Category Archives: Saudi

Saudi Brioche

I found this recipe for Brioche saoudienne or Khaliyat an-Nahl on Soulafa’s blog. She posted a Ramadan version of Khaliyat an-Nahl with a filling of Nutella rather than the usual Kiri cheese – with either filling it makes a lovely breakfast snack.  Since the recipe is in French, I will translate here.

Saudi Brioche (Khaliyat un-Nahal)


180ml warm water

3 tablespoons milk powder

2 tablespoons orange flower water

100g melted and cooled butter

3 eggs beaten

3 tablespoons sugar

500g all purpose flour

1 tablespoon instant yeast

Kiri portions or Nutella

1 egg beaten with 3 tablespoons milk for glazing

honey to pour over after baking

Soulafa’s method: Sift the flour into a large bowl and make a well in the centre and add the eggs, yeast, sugar, milk powder and salt, add the water little by little and mix until a ball forms. Knead well for a couple of minutes and then add the butter. Knead until all the oil is absorbed. Cover with a damp tea towel and leave to double in volume.

Knock back and then divide into little balls about the size of a walnut. Fill each walnut with a quarter of a portion of Kiri or half a teaspoonful of Nutella then seal the dough around the filling.

Grease a baking dish and place the balls into the dish so they are touching each other. Leave to rise for a few minutes. Heat the oven to gas 4/180 deg C/350deg F. Glaze the brioche with 1 egg yolk beaten with 3 tablespoons milk and then sprinkle with nigella seeds or sesame.

When the brioche comes out of the oven glaze with heated honey.

My bread machine method: I don’t buy milk powder and I don’t want the flavour of orange flower water in this brioche so instead of the first three ingredients (180ml warm water, 3 tablespoons milk powder, 2 tablespoons orange flower water) I just use 190ml  slightly warmed semi-skimmed milk.

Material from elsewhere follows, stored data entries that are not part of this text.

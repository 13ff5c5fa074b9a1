use std::path::PathBuf;
use std::sync::Arc;
use std::time::Duration;

use anyhow::{Context, Result};
use clap::Parser;
use epu_api::{build_app, AppState};
use epu_controller::{DecisionEngine, EngineRegistry, FixedSizeEngine, QueueLengthEngine};
use epu_domain::Site;
use epu_iaas::{DriverRegistry, MockDriver};
use epu_management::EpuManagement;
use epu_provisioner::{MockBroker, NoopNotifier, Provisioner, StaticDtrs};
use epu_store::{InMemoryStore, RedbStore, StateStore};
use tracing::info;
use tracing_subscriber::EnvFilter;

/// Long-running elastic-compute control-plane process: EPU Management,
/// Controllers, Health Monitors, and the Provisioner, behind an HTTP+JSON
/// surface.
#[derive(Debug, Parser)]
#[command(name = "epu-serverd")]
struct Args {
    #[arg(long, env = "EPU_BIND", default_value = "127.0.0.1")]
    bind: String,

    #[arg(long, env = "EPU_PORT", default_value_t = 8080)]
    port: u16,

    /// Use an in-memory store; state is lost on restart.
    #[arg(long, env = "EPU_EPHEMERAL", default_value_t = false)]
    ephemeral: bool,

    /// Path to the persistent `redb` store file, when not ephemeral.
    #[arg(long, env = "EPU_STORE_PATH", default_value = "epu.redb")]
    store_path: PathBuf,

    /// IaaS sites to register (mock driver only — see epu-iaas).
    #[arg(long, env = "EPU_SITES", value_delimiter = ',', default_value = "local")]
    sites: Vec<String>,

    /// Directory of `*.definition.yml` / `*.domain.yml` files loaded at
    /// startup.
    #[arg(long, env = "EPU_CONFIG_DIR")]
    config_dir: Option<PathBuf>,

    /// Bearer token required on every route but `/healthz`.
    #[arg(long, env = "EPU_AUTH_TOKEN")]
    auth_token: String,

    /// Seconds between Controller decide ticks.
    #[arg(long, env = "EPU_DECIDE_INTERVAL_SECONDS", default_value_t = 5.0)]
    decide_interval_seconds: f64,
}

#[tokio::main]
async fn main() -> Result<()> {
    tracing_subscriber::fmt()
        .with_env_filter(EnvFilter::from_default_env())
        .with_target(false)
        .init();

    let args = Args::parse();

    let store: Arc<dyn StateStore> = if args.ephemeral {
        info!("using in-memory (ephemeral) store");
        Arc::new(InMemoryStore::new())
    } else {
        info!(path = %args.store_path.display(), "using persistent store");
        Arc::new(RedbStore::open(&args.store_path).with_context(|| format!("failed to open store at {}", args.store_path.display()))?)
    };

    let mut registry = DriverRegistry::new();
    for site in &args.sites {
        registry.register(Site(site.clone()), Arc::new(MockDriver::new()));
    }

    let provisioner = Arc::new(Provisioner::new(
        store.clone(),
        Arc::new(registry),
        Arc::new(MockBroker::new()),
        Arc::new(StaticDtrs::new()),
        Arc::new(NoopNotifier),
    ));
    provisioner.recover().await.context("failed to recover in-flight launches")?;

    let mut engines = EngineRegistry::new();
    engines.register("queue-length", Arc::new(|| Box::new(QueueLengthEngine::new()) as Box<dyn DecisionEngine>));
    engines.register("fixed-size", Arc::new(|| Box::new(FixedSizeEngine::new()) as Box<dyn DecisionEngine>));

    let management = Arc::new(EpuManagement::new(store.clone(), provisioner.clone(), Arc::new(engines), None));

    if let Some(dir) = &args.config_dir {
        for def in epu_config::load_domain_definitions(dir).context("failed to load domain definitions")? {
            management.add_domain_definition(def).await?;
        }
        for domain in epu_config::load_domains(dir).context("failed to load domains")? {
            management
                .add_domain(&domain.owner, domain.domain_id, domain.definition_id, domain.config, domain.subscribers)
                .await?;
        }
    }

    let decide_loop = {
        let management = management.clone();
        let interval = Duration::from_secs_f64(args.decide_interval_seconds);
        tokio::spawn(async move {
            let mut ticker = tokio::time::interval(interval);
            loop {
                ticker.tick().await;
                management.tick_all().await;
            }
        })
    };

    let state = AppState { store, provisioner, management, auth_token: Arc::new(args.auth_token) };
    let app = build_app(state);

    let addr = format!("{}:{}", args.bind, args.port);
    info!(addr = %addr, "starting epu-serverd");
    let listener = tokio::net::TcpListener::bind(&addr).await.with_context(|| format!("failed to bind to {addr}"))?;
    axum::serve(listener, app).await.context("server error")?;

    decide_loop.abort();
    Ok(())
}
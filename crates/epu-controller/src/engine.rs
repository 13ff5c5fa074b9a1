use std::collections::HashMap;
use std::sync::Arc;

use async_trait::async_trait;
use epu_domain::DecisionEngineState;

use crate::control::ControllerCoreControl;
use crate::error::ControllerError;
use crate::state::ControllerState;

/// Pluggable policy contract. Engines are pure policy: they read only
/// through `ControllerState`'s getters and act only through
/// `ControllerCoreControl`'s `launch`/`destroy_instances`/`configure`.
#[async_trait]
pub trait DecisionEngine: Send + Sync {
    async fn initialize(
        &mut self,
        control: &ControllerCoreControl,
        state: &ControllerState,
        config: &serde_json::Value,
    ) -> Result<(), ControllerError>;

    async fn decide(&mut self, control: &ControllerCoreControl, state: &ControllerState) -> Result<(), ControllerError>;

    async fn reconfigure(&mut self, control: &ControllerCoreControl, config: &serde_json::Value) -> Result<(), ControllerError>;

    /// Coarse operator-visible status. Default `UNKNOWN` matches engines
    /// that don't track one.
    fn de_state(&self) -> DecisionEngineState {
        DecisionEngineState::Unknown
    }
}

type EngineFactory = Arc<dyn Fn() -> Box<dyn DecisionEngine> + Send + Sync>;

/// Dispatch-by-name registry: a `DomainDefinition.engine_class` string
/// selects which factory builds the engine instance backing that domain's
/// Controller.
#[derive(Clone, Default)]
pub struct EngineRegistry {
    factories: HashMap<String, EngineFactory>,
}

impl EngineRegistry {
    pub fn new() -> Self {
        Self::default()
    }

    pub fn register(&mut self, name: impl Into<String>, factory: EngineFactory) -> &mut Self {
        self.factories.insert(name.into(), factory);
        self
    }

    pub fn create(&self, name: &str) -> Result<Box<dyn DecisionEngine>, ControllerError> {
        self.factories
            .get(name)
            .map(|f| f())
            .ok_or_else(|| ControllerError::UnknownEngine(name.to_string()))
    }
}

Place the ingredients into the breadpan in the order listed and set to the pizza or dough cycle. When the cycle is completed remove dough from the pan and proceed to roll into small walnut sized balls; flatten out each ball and place a blob of about 1/3 teaspoon of Nutella into the middle and carefully seal the edges to form a ball. You may find this easier if the Nutella is refrigerated and slightly hardened or you could just as easily use a few chocolate chips.

Place the balls into a greased, round baking dish so they are all touching, glaze with a little of the beaten egg and leave to rise for 20 minutes.

Bake in a pre-heated oven for 20-30mins (180C/350F/Gas4) Drizzle about 3 tablespoons of hot honey over the brioche as soon as it comes out of the oven.

This mixture was enough for me to make one large and one small batch.

NB: Make sure the yeast you are using is INSTANT yeast, it will say so on the box/tub and comes in the form of tiny strands, usually in 11 g sachets. If you are using non-instant yeast (looks ike tiny balls) you will need to follow the box instructions and mix with some warm water/milk and sugar and leave to froth for 10 minutes before using.


Saudi Shorba with Oats

A perfect shorba to serve up during the month of Ramadan since soups are gentle on the digestive system and are a good dish to prepare for the breaking of the fast. I enjoy making a range soups from simple cream of vegetable (leek and potato, celery, tomato, mushroom etc) to more substantial soups such as Saudi shorba with oats.

Saudi Shorba really has to be the simplest and easiest soup in the world to make! It uses minimal ingredients and no blending is required. The secret is in cooking the soup long enough for the meat to become very tender and the oats to disintegrate somewhat and become very soft so they melt in your mouth.

You need:

1 small onion, finely chopped

1 clove garlic

2 or 3 pieces of lamb on the bone

1/2 tin chopped tomatoes

1 teaspoon ground cummin

salt and pepper

1 dried black lemon

1/2 cup fast cooking oats OR barley (remember that barley will take longer to cook)


Gently saute the onions and garlic in a pressure cooker, when softened add the meat and fry until sealed. Add all the other ingredients and 3/4 litre water. Stir well and bring to the boil and then cover the pan and reduce heat to a simmer. Keep checking the water level and stir regularly to stop the oats from sticking to the bottom of the pan. Add more water if you want the soup thinner.

Soup is ready when the meat is tender and oats are mushy. Remove the black lemon before serving.